J’arrive pile à l’altitude du déco alors que 2 ou 3 voiles se mettent en l’air. Il est 16h20. Je commence à faire l’essuie-glace dans la brise, le temps de souffler un peu. Je repère un atterro au Sud, il y a une voile en approche. Rapidement, les locaux (c’est ainsi que je les imagine en tout cas) s’avancent dans cette direction. Ils semblent bien trouver le thermique sur la face Sud-Est. Pas sûr que je l’aurais cherché par-là à cette heure-ci ! J’attends d’être sûr qu’ils montent, puis je les rejoins. Après 1500m dans du bon +2 je suis de retour au plaf.
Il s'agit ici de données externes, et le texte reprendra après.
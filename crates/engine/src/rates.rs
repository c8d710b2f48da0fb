//! The exchange-rate engine.
//!
//! The exchange rate of a host chain, its c-value, is the supply of its receipt token divided by
//! all capital backing that supply. A chain whose rate leaves its configured band is disabled
//! until governance intervenes.

use liquidstake_db::{
    deposits::DepositReader,
    host_chains::{HostChainReader, HostChainWriter},
};
use liquidstake_primitives::{dec::Dec, host_chain::HostChain};
use tracing::{error, info};

use crate::{
    ctx::Ctx,
    errors::{EngineError, EngineResult},
    events::Event,
    keeper::Keeper,
    telemetry::Gauge,
};

/// The number of days the yearly autocompound factor is spread over.
const DAYS_PER_YEAR: u128 = 365;

impl Keeper {
    /// Recomputes the exchange rate of every host chain.
    pub fn update_c_values(&self, ctx: &mut Ctx<'_>) -> EngineResult<()> {
        for host_chain in ctx.all_host_chains()? {
            self.update_c_value(ctx, host_chain)?;
        }

        Ok(())
    }

    /// Recomputes the exchange rate of `host_chain`, disabling it if the rate leaves its band.
    ///
    /// Returns the stored record.
    pub fn update_c_value(
        &self,
        ctx: &mut Ctx<'_>,
        mut host_chain: HostChain,
    ) -> EngineResult<HostChain> {
        let chain_id = host_chain.chain_id.clone();
        let collaborators = &self.collaborators;

        let minted = collaborators.bank.supply_of(&host_chain.mint_denom()).amount;
        let tokenized = collaborators.staking.tokenized_untokenized(&chain_id);
        let delegated = host_chain
            .total_delegations()
            .ok_or(EngineError::AmountOverflow)?;
        let on_origin = ctx.deposit_amount_on_origin(&chain_id)?;
        let on_host_chain = ctx.deposit_amount_on_host_chain(&chain_id)?;
        let unbonding = collaborators.staking.unbonded_over_threshold(&host_chain);

        let backing = [delegated, on_origin, on_host_chain, unbonding]
            .into_iter()
            .try_fold(tokenized, u128::checked_add)
            .ok_or(EngineError::AmountOverflow)?;

        let c_value = if minted == 0 || backing == 0 {
            Dec::one()
        } else {
            Dec::checked_from_ratio(minted, backing).ok_or(EngineError::AmountOverflow)?
        };

        info!(
            %chain_id,
            %minted,
            %backing,
            %tokenized,
            %delegated,
            %on_origin,
            %on_host_chain,
            %unbonding,
            new_c_value = %c_value,
            old_c_value = %host_chain.c_value,
            "updated c_value"
        );

        host_chain.last_c_value = host_chain.c_value;
        host_chain.c_value = c_value;
        ctx.set_host_chain(&host_chain)?;

        let disabled = !self.c_value_within_limits(&host_chain);
        if disabled {
            host_chain.active = false;
            ctx.set_host_chain(&host_chain)?;

            error!(%chain_id, %c_value, "c_value out of limits, disabling chain");
            ctx.emit_event(Event::ChainDisabled {
                chain_id: chain_id.clone(),
                c_value,
            });
        }

        let stored = ctx
            .host_chain(&chain_id)?
            .ok_or_else(|| EngineError::NotFound(format!("host chain {chain_id}")))?;

        ctx.record_gauge(Gauge::CValue, &chain_id, stored.c_value.to_f64_lossy());
        if disabled {
            ctx.record_gauge(Gauge::Active, &chain_id, if stored.active { 1.0 } else { 0.0 });
        }

        Ok(stored)
    }

    /// Returns `true` if the rate of `host_chain` lies strictly inside its band.
    pub fn c_value_within_limits(&self, host_chain: &HostChain) -> bool {
        host_chain.c_value > host_chain.lower_c_value_limit
            && host_chain.c_value < host_chain.upper_c_value_limit
    }

    /// Returns the daily autocompounding limit implied by the yearly `autocompound_factor`, given
    /// in percent.
    pub fn calculate_autocompound_limit(&self, autocompound_factor: Dec) -> EngineResult<Dec> {
        autocompound_factor
            .checked_quo(Dec::from_int(100))
            .and_then(|percent| percent.checked_quo(Dec::from_int(DAYS_PER_YEAR)))
            .ok_or(EngineError::AmountOverflow)
    }
}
Je ne sais plus si je l’ai déjà dit, mais c’est fumant aujourd’hui.
Back in the game ! J’ai le lac en ligne de mire, et je me dis pour m’encourager qu’une fois aux Dents, c’est gagné. Je tire au plus direct vers le Parmelan
[par le Lachat de Thônes]. Je suis à nouveau haut et j’ai bien l’intention de le rester, n’ayant aucune envie de refaire un passage sous le vent. Je me méfie notamment des brises du lac et de l’arrivée au Parmelan. J’enroule donc tout ce que je trouve, même faible. Je note que la dérive en altitude semble être passée Nord-Ouest, parfait pour la dernière branche.